‘Large-scale incident’ exposes college safeguarding failures in inadequate Ofsted report
Epping Forest College has been rated ‘inadequate’ across-the-board, in an Ofsted report out today that warned of safeguarding failings that emerged through a “large-scale incident” during the inspection.
The education watchdog, which inspected the college between November 15 and 18 last year, found that the safeguarding processes and procedures at Epping Forest failed to “ensure that learners aged 14 to 16, vulnerable adult learners and apprentices are safe”.
It drew attention to a large-scale incident involving learners, during the inspection.
“The level of aggressive behaviour exhibited by a significant minority of learners during a large-scale incident was of concern and presented a threat to the safety of others,” the report said.
“After a significant length of time, which impacted negatively on lessons, leaders dealt with the incident effectively.
“They have plans in place to increase the capacity of the security team to deal more promptly with any future repeat of such poor behaviour, but actions are yet to be implemented.”
The report on the college, which previously had a ‘requires improvement’ rating, also highlighted weaknesses with protecting the youngest group of learners, saying that “leaders have not considered the safety of learners aged 14 to 16 sufficiently, some of whom are vulnerable due to behavioural issues or who speak English as an additional language”.
It concluded that safeguarding arrangements at the college need to be improved “urgently”.
Epping Forest College is a medium-sized college in West Essex on the outskirts of Greater London which had around 3,000 learners over the previous contract year.
Other problems highlighted there included a continuing decline in the proportion of learners and apprentices making adequate progress; poor attendance and punctuality; and a failure amongst the leadership to monitor progress and work effectively with the local enterprise partnership, employers and wider community.
The report added: “The behaviour of too many learners and apprentices is poor and impacts adversely on the safety and learning of others.”
It added: “Leaders do not monitor the progress of learners and apprentices robustly to understand accurately the strengths and weaknesses of the provision”.

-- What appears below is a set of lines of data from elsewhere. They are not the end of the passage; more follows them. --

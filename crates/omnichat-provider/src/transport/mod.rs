//! Transport helpers shared by the adapters.
//!
//! - `sse`: Server-Sent-Events over an HTTP response, never reconnecting
//! - `ndjson`: newline-delimited JSON over a chunked HTTP response
//! - `ws`: a WebSocket session
//! - `poll`: a fixed-interval polling loop for asynchronous tasks
//!
//! Every helper races the caller's cancellation token and reports a fired
//! token as [`ProviderError::Cancelled`].

pub mod ndjson;
pub mod poll;
pub mod sse;
pub mod ws;

use std::future::Future;

use serde::de::DeserializeOwned;
use serde_json::Value;
use tokio_util::sync::CancellationToken;
use tracing::{trace, warn};

use crate::error::{ProviderError, ProviderResult};

/// Whether a streaming consumer wants more input.
#[derive(Debug, Clone, Copy, PartialEq, Eq)]
pub enum Flow {
    Continue,
    Stop,
}

/// HTTP client for one call.
pub fn http_client() -> reqwest::Client {
    reqwest::Client::builder()
        .user_agent(concat!("omnichat/", env!("CARGO_PKG_VERSION")))
        .build()
        .unwrap_or_default()
}

/// Run `fut` unless `abort` fires first.
pub async fn cancellable<T>(
    abort: &CancellationToken,
    fut: impl Future<Output = ProviderResult<T>>,
) -> ProviderResult<T> {
    tokio::select! {
        biased;
        _ = abort.cancelled() => Err(ProviderError::Cancelled),
        result = fut => result,
    }
}

/// Turn a non-success response into an [`ProviderError::ApiError`] carrying
/// the body text.
pub async fn expect_success(
    response: reqwest::Response,
    provider: &str,
) -> ProviderResult<reqwest::Response> {
    let status = response.status();
    if status.is_success() {
        return Ok(response);
    }
    let text = response.text().await.unwrap_or_default();
    warn!(provider, status = status.as_u16(), body = %text, "Error response");
    Err(ProviderError::api_error(status.as_u16(), text))
}

/// Send a request and decode a JSON response body.
pub async fn send_json<T: DeserializeOwned>(
    request: reqwest::RequestBuilder,
    abort: &CancellationToken,
    provider: &str,
) -> ProviderResult<T> {
    cancellable(abort, async {
        let response = expect_success(request.send().await?, provider).await?;
        let text = response.text().await?;
        trace!(provider, body = %text, "Response body");
        serde_json::from_str(&text).map_err(|_| ProviderError::malformed(text))
    })
    .await
}

/// The first string found at one of the JSON `pointers` in `body`.
pub fn extract_message(body: &str, pointers: &[&str]) -> Option<String> {
    let value: Value = serde_json::from_str(body).ok()?;
    pointers
        .iter()
        .find_map(|p| value.pointer(p)?.as_str().map(str::to_string))
}

/// Replace an [`ProviderError::ApiError`] whose body carries the provider's
/// own error text with that text.
pub fn reported_from_body(err: ProviderError, pointers: &[&str]) -> ProviderError {
    match err {
        ProviderError::ApiError { status, message } => match extract_message(&message, pointers) {
            Some(text) => ProviderError::reported(text),
            None => ProviderError::ApiError { status, message },
        },
        other => other,
    }
}
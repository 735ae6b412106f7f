//! Isolated script execution for omnichat tool calls.
//!
//! Chat plugins carry a snippet of JavaScript. When a model selects a plugin,
//! the snippet runs here, inside a fresh `vm` context of a separate Node
//! process. The context has no `require` or `process` and cannot compile code
//! from strings. The process runs under the permission model with no file or
//! child-process grants, a scrubbed environment and a hard time limit. The
//! arguments chosen by the model are bound as the global `params`, and the
//! value of the snippet's final expression (awaited if it is a promise) comes
//! back as a string.
//!
//! # Example
//!
//! ```rust,no_run
//! use omnichat_sandbox::{SandboxConfig, ScriptSandbox};
//!
//! #[tokio::main]
//! async fn main() -> Result<(), Box<dyn std::error::Error>> {
//!     let sandbox = ScriptSandbox::new(SandboxConfig::default());
//!     let result = sandbox
//!         .evaluate("params.a + params.b", &serde_json::json!({"a": 1, "b": 2}))
//!         .await?;
//!     assert_eq!(result, "3");
//!     Ok(())
//! }
//! ```

pub mod config;
pub mod error;
pub mod runtime;

pub use config::SandboxConfig;
pub use error::{SandboxError, SandboxResult};
pub use runtime::{ScriptSandbox, SubprocessRuntime};

use async_trait::async_trait;

/// Result of one script run.
#[derive(Debug, Clone)]
pub struct ScriptOutput {
    /// Standard output (the script's result)
    pub stdout: String,
    /// Standard error
    pub stderr: String,
    /// Exit code
    pub exit_code: i32,
    /// Whether the script succeeded (exit code 0)
    pub success: bool,
}

impl ScriptOutput {
    /// Create a new successful output.
    pub fn success(stdout: impl Into<String>) -> Self {
        Self {
            stdout: stdout.into(),
            stderr: String::new(),
            exit_code: 0,
            success: true,
        }
    }

    /// Create a new failed output.
    pub fn failure(exit_code: i32, stderr: impl Into<String>) -> Self {
        Self {
            stdout: String::new(),
            stderr: stderr.into(),
            exit_code,
            success: false,
        }
    }

    pub fn from_output(stdout: String, stderr: String, exit_code: i32) -> Self {
        Self {
            stdout,
            stderr,
            exit_code,
            success: exit_code == 0,
        }
    }

    /// Convert into the script's result, turning a failed run into an error.
    pub fn into_result(self) -> SandboxResult<String> {
        if self.success {
            Ok(self.stdout)
        } else {
            Err(SandboxError::ScriptFailed {
                exit_code: self.exit_code,
                stderr: self.stderr.trim().to_string(),
            })
        }
    }
}

/// A backend able to evaluate plugin scripts.
#[async_trait]
pub trait ScriptRuntime: Send + Sync {
    /// Unique identifier for this runtime instance.
    fn id(&self) -> &str;

    /// Whether the backing interpreter can be launched on this host.
    async fn is_available(&self) -> bool;

    /// Evaluate `code` with `params` bound as a local variable.
    async fn run(&self, code: &str, params: &serde_json::Value) -> SandboxResult<ScriptOutput>;
}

The only strengths identified were good coaching by the majority of teachers in workshops, enabling learners of all ages to develop practical skills well, and a set of action plans to bring about rapid improvement developed by the recently appointed principal Saboohi Famili.
She told FE Week: “We are delighted to report that since the Ofsted visit in November 2016, Epping Forest College has proactively addressed the safeguarding issues that were identified.
“Recent visits from Epping Forest District Council and Essex County Council safeguarding officers confirm the significant improvements that are made to ensure our learners feel safe and are safe at our College.
“The new leadership of the college remain focused on ensuring swift actions are taking place to remedy the weaknesses found at the inspection. We look forward to working with our colleagues, the FE commissioner and Ofsted, to ensure the college makes the urgent improvements that are needed whilst planning for creating sustainable change across all areas of the organisation.
“The new college governing body and leadership of the college has high aspirations for the future and are confident that these can be achieved as outlined in our Vision 2020 strategic plan.”